Information provided =>

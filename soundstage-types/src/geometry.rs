use std::f32::consts::{PI, TAU};

use serde::{Deserialize, Serialize};

/// A point in scene space. `y` is altitude; the floor plane is `x`/`z`.
#[derive(Debug, Clone, Copy, Default, PartialEq, Serialize, Deserialize)]
pub struct Vec3 {
    pub x: f32,
    pub y: f32,
    pub z: f32,
}

impl Vec3 {
    pub const fn new(x: f32, y: f32, z: f32) -> Self {
        Self { x, y, z }
    }

    pub fn get(&self, axis: Axis) -> f32 {
        match axis {
            Axis::X => self.x,
            Axis::Y => self.y,
            Axis::Z => self.z,
        }
    }

    pub fn component_mut(&mut self, axis: Axis) -> &mut f32 {
        match axis {
            Axis::X => &mut self.x,
            Axis::Y => &mut self.y,
            Axis::Z => &mut self.z,
        }
    }

    pub fn to_json(self) -> serde_json::Value {
        serde_json::json!({ "x": self.x, "y": self.y, "z": self.z })
    }
}

#[derive(Debug, Clone, Copy, PartialEq, Eq, Hash, Serialize, Deserialize)]
pub enum Axis {
    X,
    Y,
    Z,
}

/// Wrap an angle in radians into (-π, π].
pub fn wrap_rotation(angle: f32) -> f32 {
    let wrapped = (angle + PI).rem_euclid(TAU) - PI;
    if wrapped <= -PI {
        wrapped + TAU
    } else {
        wrapped
    }
}

#[cfg(test)]
mod tests {
    use super::*;

    #[test]
    fn wrap_rotation_stays_in_half_open_range() {
        for deg in [-720.0_f32, -540.0, -181.0, -180.0, 0.0, 179.0, 180.0, 181.0, 900.0] {
            let r = wrap_rotation(deg.to_radians());
            assert!(r > -PI - 1e-5 && r <= PI + 1e-5, "{} -> {}", deg, r);
        }
    }

    #[test]
    fn wrap_rotation_maps_minus_pi_to_pi() {
        assert!((wrap_rotation(-PI) - PI).abs() < 1e-5);
    }

    #[test]
    fn wrap_rotation_crossing_pi() {
        let r = wrap_rotation(190.0_f32.to_radians());
        assert!((r - (-170.0_f32).to_radians()).abs() < 1e-4);
    }

    #[test]
    fn component_mut_writes_axis() {
        let mut v = Vec3::new(1.0, 2.0, 3.0);
        *v.component_mut(Axis::Z) += 4.0;
        assert_eq!(v.get(Axis::Z), 7.0);
        assert_eq!(v.get(Axis::X), 1.0);
    }
}
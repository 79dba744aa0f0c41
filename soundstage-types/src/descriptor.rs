//! Parameter descriptors: one editable attribute as a panel control.
//!
//! A descriptor carries no closure. Its mutation is data: `mutate(delta)`
//! produces an `EditAction` addressed at `target`, which dispatch applies.

use std::f32::consts::{PI, TAU};

use serde::{Deserialize, Serialize};

use crate::bounds;
use crate::{ConeId, EditAction, EntityId};

/// Which attribute of an entity a descriptor edits.
#[derive(Debug, Clone, Copy, PartialEq, Eq, Hash, Serialize, Deserialize)]
pub enum ParamField {
    PositionX,
    /// Second floor-plane axis, labelled "Position Y" in the panel.
    PositionZ,
    Altitude,
    Rotation,
    Volume,
    Spread,
    Latitude,
    Longitude,
    ZoneScale,
    TrajectoryPhase,
    MovementSpeed,
    PlaybackTime,
    InputSource,
    MicrophoneChannel,
}

impl ParamField {
    /// Multiplier from a typed value difference to the drag delta that
    /// produces it.
    pub fn typed_entry_scale(&self) -> f32 {
        match self {
            ParamField::Volume => bounds::GAIN_DRAG_DIVISOR,
            ParamField::ZoneScale => bounds::SCALE_DRAG_DIVISOR,
            ParamField::Spread => bounds::SPREAD_DRAG_DIVISOR,
            ParamField::MovementSpeed => bounds::SPEED_DRAG_DIVISOR,
            ParamField::TrajectoryPhase => bounds::PHASE_DRAG_DIVISOR,
            _ => 1.0,
        }
    }

    pub fn css_class(&self) -> &'static str {
        match self {
            ParamField::PositionX => "position-x",
            ParamField::PositionZ => "position-y",
            ParamField::Altitude => "altitude",
            ParamField::Rotation => "rotation",
            ParamField::Volume => "volume",
            ParamField::Spread => "spread",
            ParamField::Latitude => "latitude",
            ParamField::Longitude => "longitude",
            ParamField::ZoneScale => "scale",
            ParamField::TrajectoryPhase => "trajectory-position",
            ParamField::MovementSpeed => "speed",
            ParamField::PlaybackTime => "time",
            ParamField::InputSource => "input-source",
            ParamField::MicrophoneChannel => "channel",
        }
    }

    pub fn clamp_policy(&self) -> ClampPolicy {
        match self {
            ParamField::PositionX | ParamField::PositionZ => ClampPolicy::Unbounded,
            ParamField::Altitude => ClampPolicy::Range {
                min: bounds::ALTITUDE_MIN,
                max: bounds::ALTITUDE_MAX,
            },
            ParamField::Rotation => ClampPolicy::Wrap { min: -PI, max: PI },
            ParamField::Volume => ClampPolicy::Range {
                min: bounds::ENTITY_GAIN_MIN,
                max: bounds::ENTITY_GAIN_MAX,
            },
            ParamField::Spread => ClampPolicy::Range {
                min: bounds::SPREAD_MIN,
                max: bounds::SPREAD_MAX,
            },
            ParamField::Latitude => ClampPolicy::Wrap { min: -PI, max: PI },
            ParamField::Longitude => ClampPolicy::Wrap { min: -TAU, max: TAU },
            ParamField::ZoneScale => ClampPolicy::Range {
                min: bounds::ZONE_SCALE_MIN,
                max: bounds::ZONE_SCALE_MAX,
            },
            ParamField::TrajectoryPhase => ClampPolicy::Phase,
            ParamField::MovementSpeed => ClampPolicy::Range {
                min: bounds::SPEED_MIN,
                max: bounds::SPEED_MAX,
            },
            ParamField::PlaybackTime | ParamField::InputSource | ParamField::MicrophoneChannel => {
                ClampPolicy::Unbounded
            }
        }
    }
}

/// Address of the attribute a descriptor edits.
#[derive(Debug, Clone, Copy, PartialEq, Eq, Hash, Serialize, Deserialize)]
pub struct FieldTarget {
    pub entity: EntityId,
    pub cone: Option<ConeId>,
    pub field: ParamField,
}

impl FieldTarget {
    pub fn new(entity: EntityId, field: ParamField) -> Self {
        Self {
            entity,
            cone: None,
            field,
        }
    }

    pub fn cone(entity: EntityId, cone: ConeId, field: ParamField) -> Self {
        Self {
            entity,
            cone: Some(cone),
            field,
        }
    }
}

#[derive(Debug, Clone, Copy, PartialEq, Eq, Serialize, Deserialize)]
pub enum DescriptorKind {
    Numeric,
    Time,
    Toggle,
    Choice,
    Button,
}

#[derive(Debug, Clone, Copy, PartialEq, Serialize, Deserialize)]
pub enum ClampPolicy {
    Unbounded,
    Range { min: f32, max: f32 },
    /// Values leaving the interval come back in from the other side.
    Wrap { min: f32, max: f32 },
    /// [0, 1] with the exact boundaries replaced by 0.01 / 0.99.
    Phase,
}

impl ClampPolicy {
    pub fn apply(&self, value: f32) -> f32 {
        match *self {
            ClampPolicy::Unbounded => value,
            ClampPolicy::Range { min, max } => value.clamp(min, max),
            ClampPolicy::Wrap { min, max } => {
                let span = max - min;
                if value > max {
                    value - span
                } else if value < min {
                    value + span
                } else {
                    value
                }
            }
            ClampPolicy::Phase => crate::substitute_phase(value.clamp(0.0, 1.0)),
        }
    }
}

#[derive(Debug, Clone, PartialEq, Serialize, Deserialize)]
pub struct ChoiceOption {
    pub value: String,
    pub label: String,
}

impl ChoiceOption {
    pub fn new(value: impl Into<String>, label: impl Into<String>) -> Self {
        Self {
            value: value.into(),
            label: label.into(),
        }
    }
}

/// What a control currently shows.
#[derive(Debug, Clone, PartialEq, Serialize, Deserialize)]
pub enum DisplayValue {
    Number(f32),
    /// Seconds; `None` when there is no sound attached.
    Time(Option<f64>),
    Text(String),
    Toggle(bool),
    Choice {
        selected: String,
        options: Vec<ChoiceOption>,
    },
}

impl DisplayValue {
    pub fn as_number(&self) -> Option<f32> {
        match self {
            DisplayValue::Number(v) => Some(*v),
            DisplayValue::Time(Some(t)) => Some(*t as f32),
            _ => None,
        }
    }

    pub fn render(&self) -> String {
        match self {
            DisplayValue::Number(v) => format_number(*v),
            DisplayValue::Time(Some(t)) => format_time(*t),
            DisplayValue::Time(None) => "0:00".to_string(),
            DisplayValue::Text(s) => s.clone(),
            DisplayValue::Toggle(on) => (if *on { "on" } else { "off" }).to_string(),
            DisplayValue::Choice { selected, options } => options
                .iter()
                .find(|o| &o.value == selected)
                .map(|o| o.label.clone())
                .unwrap_or_else(|| selected.clone()),
        }
    }
}

/// Buttons that trigger structural edits rather than numeric deltas.
#[derive(Debug, Clone, Copy, PartialEq, Eq, Serialize, Deserialize)]
pub enum ButtonAction {
    AddCone(EntityId),
    DeleteCone(EntityId, ConeId),
    AddTrajectory(EntityId),
    DeleteTrajectory(EntityId),
    DetachSound(EntityId, Option<ConeId>),
    ToggleLiveInputMute(EntityId),
}

/// Secondary control shown next to a value, e.g. the play/pause toggle on a
/// time row.
#[derive(Debug, Clone, Copy, PartialEq, Eq, Serialize, Deserialize)]
pub enum AdditionalAction {
    TogglePlayback {
        entity: EntityId,
        cone: Option<ConeId>,
        playing: bool,
    },
}

#[derive(Debug, Clone, PartialEq, Serialize, Deserialize)]
pub struct ParameterDescriptor {
    pub label: String,
    pub value: Option<DisplayValue>,
    pub button: Option<ButtonAction>,
    pub kind: DescriptorKind,
    pub css_class: String,
    pub suffix: Option<String>,
    pub clamp: ClampPolicy,
    pub target: Option<FieldTarget>,
    pub additional: Option<AdditionalAction>,
}

impl ParameterDescriptor {
    pub fn numeric(label: impl Into<String>, target: FieldTarget, value: f32) -> Self {
        Self {
            label: label.into(),
            value: Some(DisplayValue::Number(value)),
            button: None,
            kind: DescriptorKind::Numeric,
            css_class: target.field.css_class().to_string(),
            suffix: None,
            clamp: target.field.clamp_policy(),
            target: Some(target),
            additional: None,
        }
    }

    pub fn time(label: impl Into<String>, target: FieldTarget, seconds: Option<f64>) -> Self {
        Self {
            label: label.into(),
            value: Some(DisplayValue::Time(seconds)),
            button: None,
            kind: DescriptorKind::Time,
            css_class: target.field.css_class().to_string(),
            suffix: None,
            clamp: ClampPolicy::Unbounded,
            target: Some(target),
            additional: None,
        }
    }

    pub fn choice(
        label: impl Into<String>,
        target: FieldTarget,
        selected: impl Into<String>,
        options: Vec<ChoiceOption>,
    ) -> Self {
        Self {
            label: label.into(),
            value: Some(DisplayValue::Choice {
                selected: selected.into(),
                options,
            }),
            button: None,
            kind: DescriptorKind::Choice,
            css_class: target.field.css_class().to_string(),
            suffix: None,
            clamp: ClampPolicy::Unbounded,
            target: Some(target),
            additional: None,
        }
    }

    pub fn text(label: impl Into<String>, css_class: &str, text: impl Into<String>) -> Self {
        Self {
            label: label.into(),
            value: Some(DisplayValue::Text(text.into())),
            button: None,
            kind: DescriptorKind::Numeric,
            css_class: css_class.to_string(),
            suffix: None,
            clamp: ClampPolicy::Unbounded,
            target: None,
            additional: None,
        }
    }

    pub fn button(label: impl Into<String>, css_class: &str, action: ButtonAction) -> Self {
        Self {
            label: label.into(),
            value: None,
            button: Some(action),
            kind: DescriptorKind::Button,
            css_class: css_class.to_string(),
            suffix: None,
            clamp: ClampPolicy::Unbounded,
            target: None,
            additional: None,
        }
    }

    pub fn with_suffix(mut self, suffix: &str) -> Self {
        self.suffix = Some(suffix.to_string());
        self
    }

    pub fn with_additional(mut self, additional: AdditionalAction) -> Self {
        self.additional = Some(additional);
        self
    }

    /// A descriptor with neither a value nor a button cannot render a control.
    pub fn is_malformed(&self) -> bool {
        self.value.is_none() && self.button.is_none()
    }

    /// Whether gestures on this control produce numeric deltas.
    pub fn accepts_delta(&self) -> bool {
        matches!(self.kind, DescriptorKind::Numeric | DescriptorKind::Time) && self.target.is_some()
    }

    /// The edit a delta on this control asks for.
    pub fn mutate(&self, delta: f32) -> Option<EditAction> {
        if !self.accepts_delta() {
            return None;
        }
        let target = self.target?;
        Some(EditAction::Adjust { target, delta })
    }

    pub fn current_number(&self) -> Option<f32> {
        self.value.as_ref().and_then(DisplayValue::as_number)
    }

    /// Text as shown in the control, suffix included.
    pub fn display(&self) -> String {
        let body = match &self.value {
            Some(v) => v.render(),
            None => self.label.clone(),
        };
        match &self.suffix {
            Some(s) => format!("{}{}", body, s),
            None => body,
        }
    }
}

/// Two decimals with trailing zeros dropped: `1.50` → `1.5`, `2.00` → `2`.
pub fn format_number(value: f32) -> String {
    let s = format!("{:.2}", value);
    let s = s.trim_end_matches('0').trim_end_matches('.');
    if s == "-0" {
        "0".to_string()
    } else {
        s.to_string()
    }
}

/// `m:ss` from rounded seconds.
pub fn format_time(seconds: f64) -> String {
    let total = seconds.max(0.0).round() as u64;
    format!("{}:{:02}", total / 60, total % 60)
}

#[cfg(test)]
mod tests {
    use super::*;

    fn volume_descriptor() -> ParameterDescriptor {
        ParameterDescriptor::numeric(
            "Volume",
            FieldTarget::new(EntityId::new(1), ParamField::Volume),
            1.0,
        )
    }

    #[test]
    fn number_formatting() {
        assert_eq!(format_number(1.5), "1.5");
        assert_eq!(format_number(2.0), "2");
        assert_eq!(format_number(0.126), "0.13");
        assert_eq!(format_number(-0.001), "0");
        assert_eq!(format_number(-12.25), "-12.25");
    }

    #[test]
    fn time_formatting() {
        assert_eq!(format_time(0.0), "0:00");
        assert_eq!(format_time(59.6), "1:00");
        assert_eq!(format_time(125.0), "2:05");
    }

    #[test]
    fn malformed_when_neither_value_nor_button() {
        let mut d = volume_descriptor();
        assert!(!d.is_malformed());
        d.value = None;
        assert!(d.is_malformed());
        d.button = Some(ButtonAction::AddCone(EntityId::new(1)));
        assert!(!d.is_malformed());
    }

    #[test]
    fn mutate_addresses_target() {
        let d = volume_descriptor();
        match d.mutate(3.0) {
            Some(EditAction::Adjust { target, delta }) => {
                assert_eq!(target.field, ParamField::Volume);
                assert_eq!(delta, 3.0);
            }
            other => panic!("unexpected {:?}", other),
        }
    }

    #[test]
    fn buttons_and_choices_do_not_take_deltas() {
        let b = ParameterDescriptor::button("ADD CONE", "add-cone", ButtonAction::AddCone(EntityId::new(1)));
        assert!(b.mutate(1.0).is_none());
        let c = ParameterDescriptor::choice(
            "Channel",
            FieldTarget::new(EntityId::new(1), ParamField::MicrophoneChannel),
            "none",
            vec![ChoiceOption::new("none", "None")],
        );
        assert!(c.mutate(1.0).is_none());
        assert_eq!(c.display(), "None");
    }

    #[test]
    fn clamp_policies() {
        assert_eq!(ParamField::Volume.clamp_policy().apply(5.0), 2.0);
        assert_eq!(ParamField::TrajectoryPhase.clamp_policy().apply(1.3), 0.99);
        let wrapped = ParamField::Longitude.clamp_policy().apply(TAU + 0.5);
        assert!((wrapped - 0.5).abs() < 1e-5);
    }

    #[test]
    fn typed_scales() {
        assert_eq!(ParamField::Volume.typed_entry_scale(), 50.0);
        assert_eq!(ParamField::ZoneScale.typed_entry_scale(), 50.0);
        assert_eq!(ParamField::Spread.typed_entry_scale(), 100.0);
        assert_eq!(ParamField::MovementSpeed.typed_entry_scale(), 10.0);
        assert_eq!(ParamField::PositionX.typed_entry_scale(), 1.0);
    }

    #[test]
    fn suffix_is_appended() {
        let d = ParameterDescriptor::numeric(
            "Latitude",
            FieldTarget::cone(EntityId::new(1), ConeId::new(0), ParamField::Latitude),
            45.0,
        )
        .with_suffix("˚");
        assert_eq!(d.display(), "45˚");
    }
}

Problem statement => Set down only the lines above that fall between the line holding "point in scene" and the line holding "filename soundstage-types/src/descriptor.rs", inclusive, keeping each exact.

Output of the exercise =>
/// A point in scene space. `y` is altitude; the floor plane is `x`/`z`.
#[derive(Debug, Clone, Copy, Default, PartialEq, Serialize, Deserialize)]
pub struct Vec3 {
    pub x: f32,
    pub y: f32,
    pub z: f32,
}

impl Vec3 {
    pub const fn new(x: f32, y: f32, z: f32) -> Self {
        Self { x, y, z }
    }

    pub fn get(&self, axis: Axis) -> f32 {
        match axis {
            Axis::X => self.x,
            Axis::Y => self.y,
            Axis::Z => self.z,
        }
    }

    pub fn component_mut(&mut self, axis: Axis) -> &mut f32 {
        match axis {
            Axis::X => &mut self.x,
            Axis::Y => &mut self.y,
            Axis::Z => &mut self.z,
        }
    }

    pub fn to_json(self) -> serde_json::Value {
        serde_json::json!({ "x": self.x, "y": self.y, "z": self.z })
    }
}

#[derive(Debug, Clone, Copy, PartialEq, Eq, Hash, Serialize, Deserialize)]
pub enum Axis {
    X,
    Y,
    Z,
}

/// Wrap an angle in radians into (-π, π].
pub fn wrap_rotation(angle: f32) -> f32 {
    let wrapped = (angle + PI).rem_euclid(TAU) - PI;
    if wrapped <= -PI {
        wrapped + TAU
    } else {
        wrapped
    }
}

#[cfg(test)]
mod tests {
    use super::*;

    #[test]
    fn wrap_rotation_stays_in_half_open_range() {
        for deg in [-720.0_f32, -540.0, -181.0, -180.0, 0.0, 179.0, 180.0, 181.0, 900.0] {
            let r = wrap_rotation(deg.to_radians());
            assert!(r > -PI - 1e-5 && r <= PI + 1e-5, "{} -> {}", deg, r);
        }
    }

    #[test]
    fn wrap_rotation_maps_minus_pi_to_pi() {
        assert!((wrap_rotation(-PI) - PI).abs() < 1e-5);
    }

    #[test]
    fn wrap_rotation_crossing_pi() {
        let r = wrap_rotation(190.0_f32.to_radians());
        assert!((r - (-170.0_f32).to_radians()).abs() < 1e-4);
    }

    #[test]
    fn component_mut_writes_axis() {
        let mut v = Vec3::new(1.0, 2.0, 3.0);
        *v.component_mut(Axis::Z) += 4.0;
        assert_eq!(v.get(Axis::Z), 7.0);
        assert_eq!(v.get(Axis::X), 1.0);
    }
}
repository 79dba744aa0f0c41
filename soundstage-types/src/descriptor.rs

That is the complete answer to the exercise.